Keith Johnson (born April 17, 1971) is an American former professional baseball infielder and current coach. Johnson played one season in Major League Baseball (MLB), with the Anaheim Angels. Since his playing career, he has continued to work in baseball as a coach and manager. He is currently the manager of the Salt Lake Bees.

Biography
Johnson played professionally from 1992 though 2003 as an infielder, primarily for the Los Angeles Dodgers organization. He first reached the Triple-A level in 1996. In 12 minor league season, he appeared in 1265 games while compiling a .264 batting average with 118 home runs and 600 runs batted in (RBIs). Johnson played six games in MLB, all for the 2000 Anaheim Angels, batting 2-for-4 (.500).
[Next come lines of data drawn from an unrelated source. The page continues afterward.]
#[function_component(Home)]
pub fn home(props: &HomeProps) -> Html {
    // Wait a tick so the sections exist before scrolling to one.
    use_effect_with_deps(
        |section| {
            let pending = section
                .clone()
                .map(|id| Timeout::new(0, move || scroll_to_section(&id)));
            move || drop(pending)
        },
        props.section.clone(),
    );

    let dispatch = &props.dispatch;
    let open_secure = dispatch_on_click(dispatch, OverlayAction::OpenSecure);
    let open_program = dispatch_on_click(dispatch, OverlayAction::OpenProgram);
    let more_info = |kind: InfoModal| dispatch_on_click(dispatch, OverlayAction::OpenInfo(kind));

    html! {
        <>
            <section id="hero" class="hero">
                <img
                    class="hero-video"
                    src="https://images.unsplash.com/photo-1674221525704-f4b2aa13df2c?crop=entropy&cs=tinysrgb&fit=max&fm=jpg&q=80&w=1080"
                    alt="Ballerina placeholder"
                />
                <video class="hero-video" src="/ballerina.mp4" autoplay=true loop=true muted=true playsinline=true></video>
                <div class="hero-overlay"></div>
                <div class="hero-text">
                    <h1>{"Discipline Made Visible"}</h1>
                    <p>{"In 90 days, your identity, style, and voice align to create effortless magnetism."}</p>
                    <a href="#" class="hero-secure" onclick={open_secure.clone()}>
                        {"Enter The 90-Day Elegant Lifestyle →"}
                    </a>
                    <br />
                    <a href="#" class="more-info" onclick={open_program}>{"More info →"}</a>
                </div>
            </section>

            <section id="statement" class="fade-in">
                <p>{"Imagine waking up 90 days from now — calm, radiant, and composed. Your mornings begin with rhythm instead of rush. Your posture, wardrobe, and voice align effortlessly with the woman you've become."}</p>
            </section>

            <section id="phases" aria-label="Three Phases of Transformation" class="fade-in">
                <h2 class="section-title">{"Three Phases of Becoming Her"}</h2>
                <div class="phase fade-in">
                    <img src="/assets/rebuild.png" alt="Rebuild Phase" />
                    <div class="text">
                        <h3>{"1–30 Days — Rebuild"}</h3>
                        <p>{"Reset your foundation with clarity, rituals, and self-respect."}</p>
                        <a href="#" class="more-info" onclick={more_info(InfoModal::Rebuild)}>{"More Info →"}</a>
                    </div>
                </div>
                <div class="phase refine fade-in">
                    <div class="text">
                        <h3>{"31–60 Days — Refine"}</h3>
                        <p>{"Define your signature aesthetic and master visual presence."}</p>
                        <a href="#" class="more-info" onclick={more_info(InfoModal::Refine)}>{"More Info →"}</a>
                    </div>
                    <img src="/assets/refine.png" alt="Refine Phase" />
                </div>
                <div class="phase fade-in">
                    <img src="/assets/radiate.png" alt="Radiate Phase" />
                    <div class="text">
                        <h3>{"61–90 Days — Radiate"}</h3>
                        <p>{"Command attention through authentic, composed presence."}</p>
                        <a href="#" class="more-info" onclick={more_info(InfoModal::Radiate)}>{"More Info →"}</a>
                    </div>
                </div>
            </section>

            <section class="bundle-offer fade-in">
                <h3>{"90-Day Bundle — €119"}</h3>
                <p>{"Edition of 777 • Lifetime access"}</p>
                <button class="secure-access-btn" onclick={open_secure.clone()}>{"Secure access →"}</button>
                <p class="trust-note">{"Secure checkout via Whop · Instant digital access · Edition of 777 only"}</p>
            </section>

            <section id="toolkits" class="fade-in">
                <h2 class="section-title">{"Premium Toolkits"}</h2>
                <div class="toolkit-grid">
                    { for TOOLKITS.iter().map(|toolkit| html! {
                        <div class="toolkit">
                            <span class="phase-tag">{toolkit.tag}</span>
                            <h4>{toolkit.name}</h4>
                            <p>{toolkit.summary}</p>
                            <p class="format">{toolkit.format}</p>
                        </div>
                    }) }
                </div>
                <div class="toolkit-cta">
                    <a href="#" class="cta" onclick={open_secure.clone()}>{"Unlock your toolkits →"}</a>
                </div>
                <p class="proof">{"Real women, real results. \"The Signature Style Planner made getting dressed effortless by week two.\" — Amira, Rotterdam"}</p>
            </section>

            <section id="process" aria-label="Method" class="fade-in">
                <h2 class="section-title">{"The Method"}</h2>
                <div class="process-grid">
                    <div class="step"><h4>{"01 — Choose"}</h4><p>{"Select The 90-Day Elegant Lifestyle."}</p></div>
                    <div class="step"><h4>{"02 — Secure Checkout"}</h4><p>{"Safe, seamless payment processing via Whop."}</p></div>
                    <div class="step"><h4>{"03 — Portal Access"}</h4><p>{"Instant access to your transformation materials."}</p></div>
                    <div class="step"><h4>{"04 — Daily Rituals"}</h4><p>{"Begin your journey with guided daily practices."}</p></div>
                </div>
            </section>

            <section id="bundle" aria-label="Investment" class="fade-in">
                <h2>{"90-Day Bundle — €119"}</h2>
                <p class="summary">{"Edition of 777 • Lifetime access"}</p>
                <a class="btn" href="#" onclick={open_secure.clone()}>{"Secure access →"}</a>
            </section>

            <section id="maxim-elegance" class="maxim-section fade-in" aria-label="Elegance maxim">
                <div class="maxim-card">
                    <p class="maxim-quote">{"Elegance begins when confidence becomes quiet."}</p>
                </div>
            </section>

            <section id="maxim-refinement" class="maxim-section fade-in" aria-label="Refinement maxim">
                <div class="maxim-card">
                    <p class="maxim-quote">{"Refinement is the art of knowing what to remove."}</p>
                </div>
            </section>

            <section id="program-offer" aria-label="Program Offer" class="fade-in">
                <h2 class="section-title">{"The 90-day Elegant Lifestyle — $119"}</h2>
                <p class="summary">{"Edition of 777 • Lifetime access"}</p>
                <p class="offer-note">{"Includes access to our private Aesthera women's circle — connect, share progress, and grow together."}</p>
                <a class="btn" href="#" onclick={open_secure}>{"Secure access →"}</a>
                <p class="trust-note">{"Secure checkout via Whop · Instant digital access · Edition of 777 only"}</p>
            </section>

            <Faq />

            <style>
                {r#"
                .hero { position: relative; width: 100%; height: 100vh; overflow: hidden; display: flex; align-items: center; justify-content: center; padding: 0; }
                .hero-video { position: absolute; top: 0; left: 0; width: 100%; height: 100%; object-fit: cover; z-index: -1; opacity: 0.9; filter: brightness(1.1) contrast(1.05); animation: fadeInVideo 2s ease-in forwards; }
                .hero-overlay { position: absolute; inset: 0; background: linear-gradient(to bottom, rgba(0,0,0,0.05), rgba(0,0,0,0.35)); z-index: 1; }
                .hero-text { position: relative; z-index: 2; text-align: center; color: rgba(255,255,255,0.9); text-shadow: 0 2px 12px rgba(0,0,0,0.35); max-width: 700px; padding: 0 20px; }
                @keyframes fadeInVideo { from { opacity: 0; } to { opacity: 1; } }
                .hero-text h1 { font-family: 'Playfair Display', serif; font-size: 54px; line-height: 1.1; margin-bottom: 16px; }
                .hero-text p { font-size: 18px; margin-bottom: 32px; }
                .hero-secure {
                    display: inline-block;
                    font-size: 17px;
                    color: #d7c4a3;
                    text-decoration: none;
                    border-bottom: 1px solid rgba(215,196,163,0.4);
                    padding-bottom: 2px;
                    margin-right: 16px;
                    transition: color 0.3s ease, border-color 0.3s ease;
                }
                .hero-secure:hover { color: #fff; border-color: rgba(255,255,255,0.6); }
                .cta { color: var(--gold); text-decoration: none; border-bottom: 1px solid var(--gold); padding-bottom: 4px; transition: color .3s var(--ease); }
                .cta:hover { color: var(--obsidian); }

                #statement { text-align: center; background: var(--chalk); }
                #statement p { max-width: 780px; margin: 0 auto; font-size: 18px; line-height: 1.7; color: var(--text-strong); }

                #phases { background: var(--ivory); }
                .phase { display: flex; align-items: center; justify-content: space-between; gap: 48px; margin-bottom: 120px; }
                .phase img { width: 55%; border-radius: 16px; filter: grayscale(1) contrast(1.1) brightness(0.95); }
                .phase .text { width: 45%; }
                .phase h3 { font-family: 'Playfair Display', serif; font-size: 28px; margin-bottom: 12px; }
                .phase p { margin-bottom: 16px; }
                .more-info { color: var(--gold); text-decoration: none; font-weight: 500; }

                .bundle-offer { text-align: center; padding: 80px 0 60px; background: var(--chalk); }
                .bundle-offer h3 { font-family: 'Playfair Display', serif; font-size: 26px; font-weight: 600; margin-bottom: 8px; }
                .bundle-offer p { font-size: 15px; color: rgba(0,0,0,0.7); margin-bottom: 20px; }
                .secure-access-btn {
                    border: 1px solid var(--gold);
                    background: transparent;
                    color: var(--text-body);
                    padding: 10px 18px;
                    border-radius: 10px;
                    cursor: pointer;
                    transition: background 0.3s ease;
                    font-family: inherit;
                    font-size: 15px;
                }
                .secure-access-btn:hover { background: var(--gold); color: var(--chalk); }
                .trust-note { font-size: 12px; color: rgba(11,11,11,0.55); text-align: center; margin-top: 8px; }

                #toolkits { background: var(--ivory); padding: 120px 80px; }
                .toolkit-grid { display: grid; grid-template-columns: repeat(auto-fit, minmax(300px, 1fr)); gap: 32px; margin-top: 48px; }
                .toolkit { background: var(--chalk); border: 1px solid var(--gold-hairline); border-radius: 16px; padding: 28px 24px; transition: transform 0.3s var(--ease); }
                .toolkit:hover { transform: translateY(-4px); }
                .phase-tag { display: block; font-size: 12px; color: var(--gold); margin-bottom: 8px; letter-spacing: 0.5px; }
                .toolkit h4 { font-family: 'Playfair Display', serif; font-size: 20px; margin-bottom: 6px; color: var(--obsidian); }
                .toolkit p { font-size: 15px; line-height: 1.5; }
                .toolkit .format { margin-top: 4px; font-size: 13px; color: rgba(11,11,11,0.55); }
                .toolkit-cta { text-align: center; margin-top: 48px; }
                .proof { text-align: center; margin-top: 32px; font-size: 14px; color: rgba(11,11,11,0.7); font-style: italic; }

                #process { background: var(--chalk); }
                .process-grid { display: grid; grid-template-columns: repeat(4, 1fr); gap: 24px; }
                .step { padding: 24px; border: 1px solid var(--gold-hairline); border-radius: 12px; background: #fff; }
                .step h4 { font-family: 'Playfair Display', serif; margin-bottom: 8px; color: var(--obsidian); }

                #bundle { text-align: center; background: var(--chalk); padding: 120px 24px; }
                #bundle h2 { font-family: 'Playfair Display', serif; font-size: 36px; color: var(--obsidian); }
                .summary { margin-top: 12px; color: var(--text-strong); }

                .maxim-section { background: var(--ivory); padding: 80px 80px; }
                .maxim-card {
                    position: relative;
                    max-width: 900px;
                    margin: 0 auto;
                    background: radial-gradient(120% 100% at 50% 0%, rgba(0,0,0,0.04) 0%, rgba(0,0,0,0) 60%), var(--chalk);
                    border: 1px solid var(--gold-hairline);
                    border-radius: 16px;
                    padding: 48px 40px;
                    text-align: center;
                }
                .maxim-quote {
                    font-family: 'Playfair Display', serif;
                    font-style: italic;
                    font-size: 26px;
                    line-height: 1.7;
                    color: var(--obsidian);
                    max-width: 720px;
                    margin: 0 auto;
                }

                #program-offer { text-align: center; }
                .offer-note { max-width: 720px; margin: 12px auto 20px; }

                @media (max-width: 1200px) { .process-grid { grid-template-columns: repeat(2, 1fr); } }
                @media (max-width: 900px) {
                    .phase { flex-direction: column; }
                    .phase img, .phase .text { width: 100%; }
                    .maxim-section { padding: 64px 24px; }
                    .maxim-quote { font-size: 22px; }
                }
                @media (max-width: 700px) {
                    .phase.refine img { order: 1; }
                    .phase.refine .text { order: 2; }
                    #toolkits { padding: 96px 24px; }
                }
                @media (max-width: 600px) {
                    .hero-text h1 { font-size: 36px; }
                    .process-grid { grid-template-columns: 1fr; }
                }
                "#}
            </style>
        </>
    }
}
Johnson became a minor-league manager in the farm system of the Los Angeles Angels in 2008, when he was named skipper of the Cedar Rapids Kernels of the Class A Midwest League. The following two seasons, Johnson managed the Rancho Cucamonga Quakes of the Class A California League, winning the 2010 league championship, before his promotion to manager of the 2011 Salt Lake Bees of the Triple-A Pacific Coast League on December 7, 2010. Johnson worked in Salt Lake until 2015, when he was promoted to a minor league scout for the Angels while Dave Anderson took over his managing duties for the year. After the 2015 season, Johnson returned to his managerial duties in Salt Lake. In August 2018, the Angels promoted him to their major league staff as an infield coach; Eric Chavez succeeded him as manager of the Bees.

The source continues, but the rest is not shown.